I'm not sure I understand the difference between a "species concept" and a
"taxon concept", in your quote above.

If I understand your prior remark: "but in general we understand as species
concept the species name plus the associated subjective synonyms" -- I think
this is the same as the "taxon concept", but taken to a resolution involving
only name-bearing type specimens.  I do not see any difference between a
zoologist's "species concept" and a botanist's "taxon concept" -- they are
all taxon concepts.  In all cases, a "concept" is a set of multiple
individual organisms, representing a subjective scope of biodiversity to
which a scientific name is applied.  How that scope is communicated (e.g.,
via synonym names as surrogates of their respective name-bearing types; or
by a broader spectrum of non-type specimen material; or by character
descriptions; or whatever) is necessarily variable, but they are just
different ways of defining the boundaries of a circumsctiption of organisms.
Same for botany and zoology.  Also, the connection with literature is not so
much (in my mind) a definitive attribute of a taxon concept. Rather, it is
the easiest way to *refer* to an implied taxon concept.  So the literature
is not part of the concept -- just part of a convenient way of representing
a concept in short-hand notation (and also representing a cross-reference to
documentation that will in most cases further describe the boundaries of the
concept).

> - However, an unique species name id can be easily artificially
> created by merging both generic and epithet id's (a trick we also
> use for Species2000).

By this, do you mean that combinations *other* than the original combination
are stored in Fauna Europaea?  If so, then are they simply indicated as a
direct link between two naked names; or is the link qualified in some way
with a "source" (e.g., some publication or expert's assertion that the genus
name and species epithet are linked)?

> For practical reasons I think the starting point for assigning
> GUIDs should be basically nomenclatural.

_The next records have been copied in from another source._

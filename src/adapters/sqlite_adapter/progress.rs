//! Learning modules, quizzes, fraud scenarios and the rewards they grant.

use chrono::{DateTime, Utc};
use rusqlite::{Connection, OptionalExtension, Row, params};
use std::collections::HashMap;

use super::{
    SqliteStore, conversion_err, enum_col, opt_timestamp_col, query_err, tokens, ts, users,
};
use crate::domain::error::PaisaError;
use crate::domain::progress::{
    AnswerOption, Award, FraudOutcome, FraudScenario, LearningModule, ModuleCompletion,
    ModuleDetail, ModuleListing, Quiz, QuizQuestion, QuizResult, ScenarioDetail, ScenarioListing,
    UserFraudProgress, UserProgress, grade_response, score_quiz, validate_fraud_response,
};
use crate::domain::tokens::TokenEntry;
use crate::domain::user::UserContext;
use crate::ports::progress_port::ProgressPort;

const MODULE_COLUMNS: &str = "id, title, description, content, difficulty_level, points_reward,
     token_reward, estimated_time, is_active, sort_order";

const SCENARIO_COLUMNS: &str = "id, title, description, scenario_content, fraud_type, red_flags,
     correct_action, points_reward, token_reward, difficulty_level, is_active";

fn module_from_row(row: &Row<'_>) -> rusqlite::Result<LearningModule> {
    Ok(LearningModule {
        id: row.get(0)?,
        title: row.get(1)?,
        description: row.get(2)?,
        content: row.get(3)?,
        difficulty_level: enum_col(row, 4)?,
        points_reward: row.get(5)?,
        token_reward: row.get(6)?,
        estimated_time: row.get(7)?,
        is_active: row.get(8)?,
        order: row.get(9)?,
    })
}

fn scenario_from_row(row: &Row<'_>) -> rusqlite::Result<FraudScenario> {
    let raw_flags: String = row.get(5)?;
    Ok(FraudScenario {
        id: row.get(0)?,
        title: row.get(1)?,
        description: row.get(2)?,
        scenario_content: row.get(3)?,
        fraud_type: enum_col(row, 4)?,
        red_flags: serde_json::from_str(&raw_flags).map_err(|e| conversion_err(5, e))?,
        correct_action: row.get(6)?,
        points_reward: row.get(7)?,
        token_reward: row.get(8)?,
        difficulty_level: enum_col(row, 9)?,
        is_active: row.get(10)?,
    })
}

fn progress_from_row(row: &Row<'_>) -> rusqlite::Result<UserProgress> {
    Ok(UserProgress {
        user_id: row.get(0)?,
        module_id: row.get(1)?,
        is_completed: row.get(2)?,
        completion_date: opt_timestamp_col(row, 3)?,
        quiz_score: row.get(4)?,
        quiz_passed: row.get(5)?,
        time_spent: row.get(6)?,
    })
}

fn fraud_progress_from_row(row: &Row<'_>) -> rusqlite::Result<UserFraudProgress> {
    Ok(UserFraudProgress {
        user_id: row.get(0)?,
        scenario_id: row.get(1)?,
        user_response: row.get(2)?,
        is_correct: row.get(3)?,
        is_completed: row.get(4)?,
        completion_date: opt_timestamp_col(row, 5)?,
    })
}

fn load_active_module(conn: &Connection, module_id: i64) -> Result<LearningModule, PaisaError> {
    conn.query_row(
        &format!("SELECT {MODULE_COLUMNS} FROM learning_modules WHERE id = ?1 AND is_active = 1"),
        params![module_id],
        module_from_row,
    )
    .optional()
    .map_err(query_err)?
    .ok_or_else(|| PaisaError::not_found("module", module_id))
}

fn load_quiz(conn: &Connection, module_id: i64) -> Result<Option<Quiz>, PaisaError> {
    let header = conn
        .query_row(
            "SELECT id, module_id, title, passing_score FROM quizzes WHERE module_id = ?1",
            params![module_id],
            |row| {
                Ok(Quiz {
                    id: row.get(0)?,
                    module_id: row.get(1)?,
                    title: row.get(2)?,
                    passing_score: row.get(3)?,
                    questions: Vec::new(),
                })
            },
        )
        .optional()
        .map_err(query_err)?;
    let Some(mut quiz) = header else {
        return Ok(None);
    };

    let mut stmt = conn
        .prepare(
            "SELECT id, question_text, option_a, option_b, option_c, option_d, correct_answer,
                    explanation
             FROM quiz_questions WHERE quiz_id = ?1 ORDER BY id",
        )
        .map_err(query_err)?;
    let rows = stmt
        .query_map(params![quiz.id], |row| {
            Ok(QuizQuestion {
                id: row.get(0)?,
                question_text: row.get(1)?,
                option_a: row.get(2)?,
                option_b: row.get(3)?,
                option_c: row.get(4)?,
                option_d: row.get(5)?,
                correct_answer: enum_col(row, 6)?,
                explanation: row.get(7)?,
            })
        })
        .map_err(query_err)?;
    quiz.questions = rows
        .collect::<rusqlite::Result<Vec<_>>>()
        .map_err(query_err)?;
    Ok(Some(quiz))
}

/// Fetch the user's progress row for a module, creating it if needed.
fn ensure_progress(
    conn: &Connection,
    user_id: i64,
    module_id: i64,
) -> Result<UserProgress, PaisaError> {
    conn.execute(
        "INSERT OR IGNORE INTO user_progress (user_id, module_id) VALUES (?1, ?2)",
        params![user_id, module_id],
    )
    .map_err(query_err)?;
    conn.query_row(
        "SELECT user_id, module_id, is_completed, completion_date, quiz_score, quiz_passed,
                time_spent
         FROM user_progress WHERE user_id = ?1 AND module_id = ?2",
        params![user_id, module_id],
        progress_from_row,
    )
    .map_err(query_err)
}

/// Credit `award` to the profile and the token log.
fn grant(
    conn: &Connection,
    user_id: i64,
    award: Award,
    description: &str,
    reference: &str,
    now: DateTime<Utc>,
) -> Result<(), PaisaError> {
    if award.points > 0 {
        users::add_points(conn, user_id, award.points)?;
    }
    if award.tokens > 0 {
        let entry = TokenEntry::earn(award.tokens, description, reference);
        tokens::append_token(conn, user_id, &entry, now)?;
    }
    Ok(())
}

/// Mark a module complete once, crediting its rewards the first time.
fn complete(
    conn: &Connection,
    user_id: i64,
    module: &LearningModule,
    now: DateTime<Utc>,
) -> Result<ModuleCompletion, PaisaError> {
    let progress = ensure_progress(conn, user_id, module.id)?;
    if progress.is_completed {
        return Ok(ModuleCompletion {
            progress,
            newly_completed: false,
            award: Award::default(),
        });
    }

    conn.execute(
        "UPDATE user_progress SET is_completed = 1, completion_date = ?1
         WHERE user_id = ?2 AND module_id = ?3",
        params![ts(now), user_id, module.id],
    )
    .map_err(query_err)?;
    let award = Award {
        points: module.points_reward,
        tokens: module.token_reward,
    };
    grant(
        conn,
        user_id,
        award,
        &format!("Completed module: {}", module.title),
        &format!("module:{}", module.id),
        now,
    )?;

    Ok(ModuleCompletion {
        progress: ensure_progress(conn, user_id, module.id)?,
        newly_completed: true,
        award,
    })
}

fn load_active_scenario(conn: &Connection, scenario_id: i64) -> Result<FraudScenario, PaisaError> {
    conn.query_row(
        &format!(
            "SELECT {SCENARIO_COLUMNS} FROM fraud_scenarios WHERE id = ?1 AND is_active = 1"
        ),
        params![scenario_id],
        scenario_from_row,
    )
    .optional()
    .map_err(query_err)?
    .ok_or_else(|| PaisaError::not_found("scenario", scenario_id))
}

fn load_fraud_progress(
    conn: &Connection,
    user_id: i64,
    scenario_id: i64,
) -> Result<Option<UserFraudProgress>, PaisaError> {
    conn.query_row(
        "SELECT user_id, scenario_id, user_response, is_correct, is_completed, completion_date
         FROM user_fraud_progress WHERE user_id = ?1 AND scenario_id = ?2",
        params![user_id, scenario_id],
        fraud_progress_from_row,
    )
    .optional()
    .map_err(query_err)
}

impl ProgressPort for SqliteStore {
    fn list_modules(&self, user: &UserContext) -> Result<Vec<ModuleListing>, PaisaError> {
        let conn = self.conn()?;
        let mut stmt = conn
            .prepare(&format!(
                "SELECT {MODULE_COLUMNS},
                        COALESCE((SELECT is_completed FROM user_progress p
                                  WHERE p.module_id = m.id AND p.user_id = ?1), 0)
                 FROM learning_modules m WHERE is_active = 1
                 ORDER BY sort_order, title, id"
            ))
            .map_err(query_err)?;
        let rows = stmt
            .query_map(params![user.user_id], |row| {
                Ok(ModuleListing {
                    module: module_from_row(row)?,
                    is_completed: row.get(10)?,
                })
            })
            .map_err(query_err)?;
        rows.collect::<rusqlite::Result<Vec<_>>>().map_err(query_err)
    }

    fn open_module(&self, user: &UserContext, module_id: i64) -> Result<ModuleDetail, PaisaError> {
        self.write(|tx| {
            let module = load_active_module(tx, module_id)?;
            let quiz = load_quiz(tx, module.id)?;
            let progress = ensure_progress(tx, user.user_id, module.id)?;
            Ok(ModuleDetail {
                module,
                quiz,
                progress,
            })
        })
    }

    fn complete_module(
        &self,
        user: &UserContext,
        module_id: i64,
        now: DateTime<Utc>,
    ) -> Result<ModuleCompletion, PaisaError> {
        self.write(|tx| {
            let module = load_active_module(tx, module_id)?;
            complete(tx, user.user_id, &module, now)
        })
    }

    fn submit_quiz(
        &self,
        user: &UserContext,
        module_id: i64,
        answers: &HashMap<i64, AnswerOption>,
        now: DateTime<Utc>,
    ) -> Result<QuizResult, PaisaError> {
        let rewards = self.options().quiz_rewards;
        self.write(|tx| {
            let module = load_active_module(tx, module_id)?;
            let quiz = load_quiz(tx, module.id)?
                .ok_or_else(|| PaisaError::not_found("quiz", module.id))?;
            let score = score_quiz(&quiz.questions, answers, quiz.passing_score);
            let progress = ensure_progress(tx, user.user_id, module.id)?;

            tx.execute(
                "UPDATE user_progress SET quiz_score = ?1 WHERE user_id = ?2 AND module_id = ?3",
                params![score.percentage, user.user_id, module.id],
            )
            .map_err(query_err)?;

            let mut award = Award::default();
            if score.passed && !progress.quiz_passed {
                tx.execute(
                    "UPDATE user_progress SET quiz_passed = 1 WHERE user_id = ?1 AND module_id = ?2",
                    params![user.user_id, module.id],
                )
                .map_err(query_err)?;
                let quiz_award = Award {
                    points: rewards.points_per_quiz,
                    tokens: rewards.tokens_for(&score),
                };
                grant(
                    tx,
                    user.user_id,
                    quiz_award,
                    &format!("Passed quiz: {}", quiz.title),
                    &format!("quiz:{}", quiz.id),
                    now,
                )?;
                award = quiz_award + complete(tx, user.user_id, &module, now)?.award;
            }

            Ok(QuizResult::new(&score, award))
        })
    }

    fn list_scenarios(&self, user: &UserContext) -> Result<Vec<ScenarioListing>, PaisaError> {
        let conn = self.conn()?;
        let mut stmt = conn
            .prepare(&format!(
                "SELECT {SCENARIO_COLUMNS},
                        COALESCE(p.is_completed, 0), COALESCE(p.is_correct, 0)
                 FROM fraud_scenarios s
                 LEFT JOIN user_fraud_progress p ON p.scenario_id = s.id AND p.user_id = ?1
                 WHERE s.is_active = 1
                 ORDER BY s.id"
            ))
            .map_err(query_err)?;
        let rows = stmt
            .query_map(params![user.user_id], |row| {
                Ok(ScenarioListing {
                    scenario: scenario_from_row(row)?,
                    is_completed: row.get(11)?,
                    is_correct: row.get(12)?,
                })
            })
            .map_err(query_err)?;
        rows.collect::<rusqlite::Result<Vec<_>>>().map_err(query_err)
    }

    fn open_scenario(
        &self,
        user: &UserContext,
        scenario_id: i64,
    ) -> Result<ScenarioDetail, PaisaError> {
        let conn = self.conn()?;
        let scenario = load_active_scenario(&conn, scenario_id)?;
        let progress = load_fraud_progress(&conn, user.user_id, scenario.id)?;
        Ok(ScenarioDetail::new(scenario, progress))
    }

    fn submit_fraud_response(
        &self,
        user: &UserContext,
        scenario_id: i64,
        response: &str,
        now: DateTime<Utc>,
    ) -> Result<FraudOutcome, PaisaError> {
        validate_fraud_response(response)?;
        let response = response.trim();

        self.write(|tx| {
            let scenario = load_active_scenario(tx, scenario_id)?;
            if let Some(progress) = load_fraud_progress(tx, user.user_id, scenario.id)? {
                return Ok(FraudOutcome {
                    progress,
                    already_completed: true,
                    award: Award::default(),
                    correct_action: scenario.correct_action,
                });
            }

            let is_correct = grade_response(&scenario.red_flags, response);
            tx.execute(
                "INSERT INTO user_fraud_progress (user_id, scenario_id, user_response, is_correct,
                     is_completed, completion_date)
                 VALUES (?1, ?2, ?3, ?4, 1, ?5)",
                params![user.user_id, scenario.id, response, is_correct, ts(now)],
            )
            .map_err(query_err)?;

            let award = if is_correct {
                Award {
                    points: scenario.points_reward,
                    tokens: scenario.token_reward,
                }
            } else {
                Award::default()
            };
            grant(
                tx,
                user.user_id,
                award,
                &format!("Spotted fraud: {}", scenario.title),
                &format!("fraud:{}", scenario.id),
                now,
            )?;

            let progress = load_fraud_progress(tx, user.user_id, scenario.id)?
                .ok_or_else(|| PaisaError::not_found("scenario progress", scenario.id))?;
            Ok(FraudOutcome {
                progress,
                already_completed: false,
                award,
                correct_action: scenario.correct_action,
            })
        })
    }
}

I completely agree -- but again, what gets a "Name" GUID? (as opposed to a
"usage" GUID or a "concept" GUID)  Only basionyms? (I hope!)  Or also
different combinations? (I hope not!) Or also spelling variants? (I *really*
hope not!!)  There is also a problem of how to deal with autonyms
(=nominotypical names in zoology).  One GUID, or two? Logically, only one --
but most people don't do it that way.

These are some of the most fundamental questions that need to be addressed
before any universal GUID system can be implemented.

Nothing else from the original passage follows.